Tiba-tiba, ponsel Vindo berdering, itu panggilan dari adiknya, wajahnya tampak menegang sesaat, kemudian mensilentkan hpnya.


“Kenapa tidak diangkat Cris, apa itu pacarmu?” tanya Eline Fey penuh selidik.


“Ah, bukan, lihat saja, ini panggilan ibuku, dia bawel dan ... ya, gitu deh!” Vindo berkata dengan menghela nafas, menunjukkan nama pemanggil yang bertuliskan My Mother.


Ya, Adiknya memang selalu memakai telepon Ibunya, Monic, untuk menelfonnya, dia yakin yang menelfon itu pasti bukan ibunya, karena jam segini Barond selalu bersama istrinya itu bermanja.


“Oh, begitu.” Eline Fey mengangguk paham.


Setelahnya, mereka beranjak pergi dari sana, kemudian berjalan sebentar dengan berpegangan tangan, mata Vindo melirik ke kiri dan ke kanan, kemudian di tempat yang agak sepi, dan di sudut sana, ada bunga bonsai yang cukup tinggi, ia memeluk dan mengecuuup bibir Eline lembut dan mesra.


Awalnya Eline terkejut, kemudian dia menikmati ciuman itu dengan penuh perasaan.


Vindo melepaskan ciuman itu. “Maaf, maafkan aku Fey, aku sungguh ti-” Vindo ingin berpura-pura minta maaf setelah mencuri cium Eline Fey, tetapi siapa sangka, gadis itu malah menciumnya balik dengan rakus, tentu saja Vindo tidak menyia-nyiakan peluang baik itu, mereka pun berciuman panas.
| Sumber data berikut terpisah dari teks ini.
//! Drillnav CLI
//!
//! Operator tooling for the workflow navigation engine:
//! - Inspecting the entity relationship catalog (`catalog`)
//! - Decoding workflow URLs with real diagnostics (`url parse`)
//! - Replaying navigation scripts against a starting URL (`walk`)

use anyhow::{anyhow, Context, Result};
use clap::{Parser, Subcommand};
use colored::Colorize;
use drillnav_catalog::{
    children, contains, entity_types_by_relationship, extended_matches, parents, pure_matches,
    use_case_entity_types, EntityType, RelationshipKind, UseCase,
};
use drillnav_state::{WorkflowEntity, WorkflowState};
use drillnav_url::{to_url, try_parse_workflow_url};

#[derive(Parser)]
#[command(name = "drillnav")]
#[command(author, version, about = "Workflow navigation engine tooling")]
struct Cli {
    /// Emit machine-readable JSON instead of human output.
    #[arg(long, global = true)]
    json: bool,

    #[command(subcommand)]
    command: Commands,
}

#[derive(Subcommand)]
enum Commands {
    /// Inspect the static entity relationship catalog.
    Catalog {
        #[command(subcommand)]
        command: CatalogCommands,
    },

    /// Decode and inspect workflow URLs.
    Url {
        #[command(subcommand)]
        command: UrlCommands,
    },

    /// Replay a navigation script against a starting URL, printing the
    /// URL after every step.
    ///
    /// Steps: `list:<TYPE>`, `item:<id>`, `entity:<TYPE>:<id>`, `pop`,
    /// `close` (close side panel), `skim`, `clear`.
    Walk {
        /// Starting workflow URL (malformed input degrades to the
        /// dashboard, exactly as the console would).
        url: String,
        /// Navigation steps to apply in order.
        #[arg(required = true)]
        steps: Vec<String>,
    },
}

#[derive(Subcommand)]
enum CatalogCommands {
    /// Show every declared and derived relationship of an entity type.
    Relations {
        /// Entity type wire name, e.g. DEPLOYMENT.
        entity_type: String,
        /// Restrict lists to the types registered for a use case.
        #[arg(long)]
        use_case: Option<String>,
    },
    /// List the entity types registered for a use case.
    Types {
        /// Use case slug, e.g. vulnerability-management.
        use_case: String,
    },
}

#[derive(Subcommand)]
enum UrlCommands {
    /// Parse a workflow URL and print the decoded state.
    Parse {
        url: String,
    },
}

fn main() -> Result<()> {
    tracing_subscriber::fmt()
        .with_env_filter(tracing_subscriber::EnvFilter::from_default_env())
        .with_writer(std::io::stderr)
        .init();

    let cli = Cli::parse();
    match cli.command {
        Commands::Catalog { command } => run_catalog(command, cli.json),
        Commands::Url { command } => run_url(command, cli.json),
        Commands::Walk { url, steps } => run_walk(&url, &steps, cli.json),
    }
}

fn parse_entity_type(raw: &str) -> Result<EntityType> {
    raw.to_uppercase()
        .replace('-', "_")
        .parse::<EntityType>()
        .map_err(|_| anyhow!("unknown entity type {raw:?} (expected e.g. DEPLOYMENT)"))
}

fn parse_use_case(raw: &str) -> Result<UseCase> {
    raw.parse::<UseCase>()
        .map_err(|_| anyhow!("unknown use case {raw:?} (expected e.g. vulnerability-management)"))
}

// ----------------------------------------------------------------------
// catalog
// ----------------------------------------------------------------------

fn run_catalog(command: CatalogCommands, json: bool) -> Result<()> {
    match command {
        CatalogCommands::Relations { entity_type, use_case } => {
            let t = parse_entity_type(&entity_type)?;
            match use_case {
                Some(raw) => {
                    let use_case = parse_use_case(&raw)?;
                    let scoped = |kind| entity_types_by_relationship(t, kind, use_case);
                    print_relations(
                        t,
                        json,
                        scoped(RelationshipKind::Children),
                        scoped(RelationshipKind::Parents),
                        scoped(RelationshipKind::Matches),
                        Vec::new(),
                        scoped(RelationshipKind::Contains),
                    );
                }
                None => print_relations(
                    t,
                    json,
                    children(t).to_vec(),
                    parents(t).to_vec(),
                    pure_matches(t).to_vec(),
                    extended_matches(t).to_vec(),
                    contains(t),
                ),
            }
        }
        CatalogCommands::Types { use_case } => {
            let use_case = parse_use_case(&use_case)?;
            let types = use_case_entity_types(use_case);
            if json {
                println!("{}", serde_json::to_string_pretty(&types)?);
            } else {
                println!("{} {}", "use case:".bold(), use_case);
                for t in types {
                    println!("  {t}");
                }
            }
        }
    }
    Ok(())
}

#[allow(clippy::too_many_arguments)]
fn print_relations(
    t: EntityType,
    json: bool,
    children: Vec<EntityType>,
    parents: Vec<EntityType>,
    matches: Vec<EntityType>,
    extended: Vec<EntityType>,
    contains: Vec<EntityType>,
) {
    if json {
        let value = serde_json::json!({
            "entityType": t,
            "children": children,
            "parents": parents,
            "matches": matches,
            "extendedMatches": extended,
            "contains": contains,
        });
        println!("{}", serde_json::to_string_pretty(&value).expect("serialize relations"));
        return;
    }

    println!("{} {}", "entity type:".bold(), t);
    print_relation_row("children", &children);
    print_relation_row("parents", &parents);
    print_relation_row("matches", &matches);
    print_relation_row("extended", &extended);
    print_relation_row("contains", &contains);
}

fn print_relation_row(label: &str, types: &[EntityType]) {
    let rendered = if types.is_empty() {
        "-".dimmed().to_string()
    } else {
        types.iter().map(|t| t.to_string()).collect::<Vec<_>>().join(", ")
    };
    println!("  {:>9}: {rendered}", label.cyan());
}

// ----------------------------------------------------------------------
// url
// ----------------------------------------------------------------------

fn run_url(command: UrlCommands, json: bool) -> Result<()> {
    match command {
        UrlCommands::Parse { url } => {
            let state = try_parse_workflow_url(&url)
                .with_context(|| format!("cannot decode workflow url {url:?}"))?;
            print_state(&state, json)?;
        }
    }
    Ok(())
}

fn print_state(state: &WorkflowState, json: bool) -> Result<()> {
    if json {
        println!("{}", serde_json::to_string_pretty(state)?);
        return Ok(());
    }

    println!("{} {}", "use case:".bold(), state.use_case());
    if state.state_stack().is_empty() {
        println!("  {}", "(dashboard)".dimmed());
    }
    for (depth, frame) in state.state_stack().iter().enumerate() {
        let marker = if depth < state.page_stack().len() { "page" } else { "side" };
        println!("  {} {frame}", marker.dimmed());
    }
    if state.is_side_panel_open() {
        println!("{}", "side panel open".yellow());
    }
    Ok(())
}

// ----------------------------------------------------------------------
// walk
// ----------------------------------------------------------------------

enum Step {
    List(EntityType),
    Item(String),
    Entity(EntityType, String),
    Pop,
    Close,
    Skim,
    Clear,
}

fn parse_step(raw: &str) -> Result<Step> {
    if let Some(rest) = raw.strip_prefix("list:") {
        return Ok(Step::List(parse_entity_type(rest)?));
    }
    if let Some(rest) = raw.strip_prefix("item:") {
        if rest.is_empty() {
            return Err(anyhow!("step {raw:?} is missing an id"));
        }
        return Ok(Step::Item(rest.to_string()));
    }
    if let Some(rest) = raw.strip_prefix("entity:") {
        let (entity_type, id) = rest
            .split_once(':')
            .ok_or_else(|| anyhow!("step {raw:?} should be entity:<TYPE>:<id>"))?;
        if id.is_empty() {
            return Err(anyhow!("step {raw:?} is missing an id"));
        }
        return Ok(Step::Entity(parse_entity_type(entity_type)?, id.to_string()));
    }
    match raw {
        "pop" => Ok(Step::Pop),
        "close" => Ok(Step::Close),
        "skim" => Ok(Step::Skim),
        "clear" => Ok(Step::Clear),
        _ => Err(anyhow!("unknown step {raw:?}")),
    }
}

fn run_walk(url: &str, steps: &[String], json: bool) -> Result<()> {
    let mut state = drillnav_url::parse_workflow_url(url);
    let mut trace = vec![to_url(&state)];

    for raw in steps {
        let step = parse_step(raw)?;
        state = match step {
            Step::List(t) => state.push_list(t),
            Step::Item(id) => state.push_list_item(id),
            Step::Entity(t, id) => state.push_related_entity(t, id),
            Step::Pop => state.pop(),
            Step::Close => state.remove_side_panel_params(),
            Step::Skim => state.skimmed(),
            Step::Clear => state.clear(),
        };
        trace.push(to_url(&state));
    }

    if json {
        println!("{}", serde_json::to_string_pretty(&trace)?);
        return Ok(());
    }

    let mut lines = trace.iter();
    if let Some(start) = lines.next() {
        println!("{} {start}", "start".dimmed());
    }
    for (step, url) in steps.iter().zip(lines) {
        println!("{:>6} {}", step.green(), url);
    }
    println!(
        "{} {}",
        "stack:".bold(),
        state
            .state_stack()
            .iter()
            .map(WorkflowEntity::to_string)
            .collect::<Vec<_>>()
            .join(" > ")
    );
    Ok(())
}
//! URL codec for workflow navigation state.
//!
//! Maps a `drillnav_state::WorkflowState` to and from a path + query
//! string so navigation survives reloads and bookmarks and composes with
//! an external router. Encoding is infallible; decoding treats its input
//! as untrusted and degrades to the empty dashboard state instead of
//! erroring into the navigation layer.

pub mod codec;
pub mod slug;

pub use codec::{
    parse_workflow_url, to_url, try_parse_workflow_url, DecodeError, DEFAULT_USE_CASE,
};
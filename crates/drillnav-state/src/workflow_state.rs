//! The immutable navigation state and its stack-combination algorithm.
//!
//! A [`WorkflowState`] records where the user currently is in a
//! drill-down workflow: an ordered root-to-leaf stack of
//! [`WorkflowEntity`] frames plus page/side-panel parameter slots. Every
//! operation is a pure function returning a fresh state; nothing is
//! mutated in place, so states are safe to share and compare.
//!
//! The interesting policy lives in `push`: when a navigation request
//! arrives, the relationship between the current leaf and the target
//! decides whether the stack *extends* (drilling down), *overflows*
//! (collapses back to the nearest frame that can anchor the target), or
//! *resets* (jumps to an unrelated top-level view).

use drillnav_catalog::{is_child, is_contained, is_relatable, EntityType, UseCase};
use serde::{Deserialize, Serialize};
use std::collections::BTreeMap;
use tracing::debug;

use crate::params::{PageCursor, ParamSlot, ParamSlots, SearchFilter, SortSpec};
use crate::workflow_entity::{EntityId, WorkflowEntity};

/// Snapshot of the user's position in a drill-down workflow.
#[derive(Debug, Clone, PartialEq, Eq, Serialize, Deserialize)]
pub struct WorkflowState {
    use_case: UseCase,
    state_stack: Vec<WorkflowEntity>,
    #[serde(default, skip_serializing_if = "ParamSlots::is_empty")]
    search: ParamSlots<SearchFilter>,
    #[serde(default, skip_serializing_if = "ParamSlots::is_empty")]
    sort: ParamSlots<SortSpec>,
    #[serde(default, skip_serializing_if = "ParamSlots::is_empty")]
    paging: ParamSlots<PageCursor>,
}
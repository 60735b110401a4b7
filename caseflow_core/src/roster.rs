//! Team roster loader.
//!
//! Notification intents address the administrators, the team's supervisor
//! and its leader. Those identities come from a roster file maintained by an
//! external HR system; a missing or unreadable roster degrades to worker-only
//! notifications rather than failing the transition.

use crate::types::TeamRoster;
use crate::Result;
use std::path::Path;

/// Load the team roster from a JSON file
///
/// Returns the default (empty) roster if the file doesn't exist or cannot be
/// read or parsed; the worker recipient is always derived from the case
/// itself, so notifications never silently vanish entirely.
pub fn load_team_roster(path: &Path) -> Result<TeamRoster> {
    if !path.exists() {
        tracing::debug!("No roster file found at {:?}", path);
        return Ok(TeamRoster::default());
    }

    let contents = match std::fs::read_to_string(path) {
        Ok(contents) => contents,
        Err(e) => {
            tracing::warn!(
                "Failed to read roster at {:?}: {}. Using empty roster.",
                path,
                e
            );
            return Ok(TeamRoster::default());
        }
    };

    match serde_json::from_str::<TeamRoster>(&contents) {
        Ok(roster) => {
            tracing::info!(
                "Loaded roster: {} administrators, supervisor={:?}, leader={:?}",
                roster.administrators.len(),
                roster.supervisor,
                roster.team_leader
            );
            Ok(roster)
        }
        Err(e) => {
            tracing::warn!(
                "Failed to parse roster at {:?}: {}. Using empty roster.",
                path,
                e
            );
            Ok(TeamRoster::default())
        }
    }
}

#[cfg(test)]
mod tests {
    use super::*;

    #[test]
    fn test_load_roster() {
        let temp_dir = tempfile::tempdir().unwrap();
        let roster_path = temp_dir.path().join("roster.json");

        let json = r#"{
            "administrators": ["admin.ng", "admin.voss"],
            "supervisor": "sup.ortiz",
            "team_leader": "leader.kim"
        }"#;
        std::fs::write(&roster_path, json).unwrap();

        let roster = load_team_roster(&roster_path).unwrap();
        assert_eq!(roster.administrators.len(), 2);
        assert_eq!(roster.supervisor.as_deref(), Some("sup.ortiz"));
        assert_eq!(roster.team_leader.as_deref(), Some("leader.kim"));
    }

    #[test]
    fn test_load_nonexistent_returns_default() {
        let temp_dir = tempfile::tempdir().unwrap();
        let roster = load_team_roster(&temp_dir.path().join("missing.json")).unwrap();
        assert!(roster.administrators.is_empty());
        assert!(roster.supervisor.is_none());
    }

    #[test]
    fn test_malformed_roster_tolerated() {
        let temp_dir = tempfile::tempdir().unwrap();
        let roster_path = temp_dir.path().join("bad.json");
        std::fs::write(&roster_path, "{ invalid json }").unwrap();

        let roster = load_team_roster(&roster_path).unwrap();
        assert!(roster.administrators.is_empty());
    }

    #[test]
    fn test_partial_roster() {
        let temp_dir = tempfile::tempdir().unwrap();
        let roster_path = temp_dir.path().join("roster.json");
        std::fs::write(&roster_path, r#"{"supervisor": "sup.ortiz"}"#).unwrap();

        let roster = load_team_roster(&roster_path).unwrap();
        assert!(roster.administrators.is_empty());
        assert_eq!(roster.supervisor.as_deref(), Some("sup.ortiz"));
        assert!(roster.team_leader.is_none());
    }
}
Bibir Vindo terasa cukup kebas melayani Eline Fey, masih dengan tersenyum dan tatapan menggoda, ia sedikit menjauhkan wajah mereka, membelai lembut bibir Fey. “Bibirmu sungguh manis, Sayang.” pujinya.


“Aku sangat menyukainya,” lanjutnya lagi dengan mengusap ibu jarinya di bibir bawah Eline.


“Aku juga menyukainya,” jawab Eline Fey dengan tersenyum malu-malu.


“Emm, mau aku antar pulang?” tawar Vindo dengan tatapan menggoda. Eline Fey mengangguk setuju.